To solve the problem, we need to find the common difference \( d \) of an arithmetic progression (A.P.) where the first term \( a = 1 \) and the sum of the first half of any even number of terms is in constant ratio to the sum of the second half of the same number of terms. ### Step-by-Step Solution: 1. **Understanding the A.P.**: The first term of the A.P. is given as \( a = 1 \). The common difference is denoted as \( d \).

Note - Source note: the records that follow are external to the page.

use axum::extract::State;
use axum::routing::post;
use axum::Router;
use chrono::Utc;
use logbus_drains::DrainRegistry;
use logbus_observability::MetricsCollector;
use logbus_syslog::{Facility, Packet, Severity};
use std::sync::Arc;
use std::time::Duration;
use tokio::sync::mpsc;

async fn capture_server() -> (String, mpsc::Receiver<String>) {
    let (tx, rx) = mpsc::channel(8);
    let app = Router::new()
        .route(
            "/drain",
            post(|State(tx): State<mpsc::Sender<String>>, body: String| async move {
                let _ = tx.send(body).await;
                "ok"
            }),
        )
        .with_state(tx);
    let listener = tokio::net::TcpListener::bind("127.0.0.1:0").await.unwrap();
    let addr = listener.local_addr().unwrap();
    tokio::spawn(async move { axum::serve(listener, app).await.unwrap() });
    (format!("http://{}/drain", addr), rx)
}

fn packet(message: &str) -> Packet {
    Packet {
        severity: Severity::Info,
        facility: Facility::User,
        hostname: "app-space".into(),
        tag: "web.1".into(),
        time: Utc::now(),
        message: message.into(),
    }
}

/// The registry's 3 s tick must push buffered HTTP records out without the
/// size trigger ever firing.
#[tokio::test]
async fn test_periodic_flush_drains_small_buffers() {
    let registry = DrainRegistry::new(Arc::new(MetricsCollector::new().unwrap()), None);
    let tasks = registry.start();

    let (url, mut rx) = capture_server().await;
    let drain = registry.dial("r1", &url).await.unwrap();
    drain.send(packet("only one record")).await;

    let body = tokio::time::timeout(Duration::from_secs(10), rx.recv())
        .await
        .expect("periodic flush never fired")
        .unwrap();
    assert!(body.contains("only one record"));

    for task in tasks {
        task.abort();
    }
}

#[tokio::test]
async fn test_report_metrics_covers_both_variants() {
    let metrics = Arc::new(MetricsCollector::new().unwrap());
    let registry = DrainRegistry::new(Arc::clone(&metrics), None);

    let (url, _rx) = capture_server().await;
    let http = registry.dial("r1", &url).await.unwrap();
    http.send(packet("x")).await;
    tokio::time::sleep(Duration::from_millis(50)).await;
    http.flush().await;

    let udp = tokio::net::UdpSocket::bind("127.0.0.1:0").await.unwrap();
    let syslog_url = format!("syslog+udp://{}", udp.local_addr().unwrap());
    let syslog = registry.dial("r2", &syslog_url).await.unwrap();
    syslog.send(packet("y")).await;
    tokio::time::sleep(Duration::from_millis(50)).await;

    registry.report_metrics().await;
    let text = metrics.gather_text();
    assert!(text.contains("logbus_drain_sent_total"), "text: {}", text);
    assert!(text.contains("logbus_drain_connections"), "text: {}", text);
}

The \( n \)-th term of the A.P. can be expressed as: \[ a_n = a + (n-1)d = 1 + (n-1)d \] 2. **Sum of the First \( n \) Terms**: The formula for the sum of the first \( n \) terms \( S_n \) of an A.P. is: \[ S_n = \frac{n}{2} \times (2a + (n-1)d) \] Substituting \( a = 1 \): \[ S_n = \frac{n}{2} \times (2 \cdot 1 + (n-1)d) = \frac{n}{2} \times (2 + (n-1)d) \] 3. **Sum of the First Half and Second Half**: For an even number of terms \( 2n \): - The sum of the first half (first \( n \) terms) is: \[ S_n = \frac{n}{2} \times (2 + (n-1)d) \] - The sum of the second half (next \( n \) terms) is: \[ S_{2n} - S_n = S_{2n} - S_n \] Where \( S_{2n} \) is: \[ S_{2n} = \frac{2n}{2} \times (2 + (2n-1)d) = n(2 + (2n-1)d) \] Thus, the sum of the second half becomes: \[ S_{2n} - S_n = n(2 + (2n-1)d) - \frac{n}{2}(2 + (n-1)d) \] 4. **Setting Up the Ratio**: The problem states that the ratio of the sum of the first half to the second half is constant: \[ \frac{S_n}{S_{2n} - S_n} = k \quad \text{(constant)} \] 5. **Solving for \( d \)**: After substituting the expressions for \( S_n \) and \( S_{2n} - S_n \) into the ratio and simplifying, we will find that the coefficient of \( n \) must equal zero for the ratio to remain constant. This leads to an equation involving \( d \). 6. **Finding the Value of \( d \)**: By solving the resulting equation, we find that the common difference \( d \) is: \[ d = 2 \] ### Conclusion: Thus, the common difference \( d \) of the arithmetic progression is \( 2 \).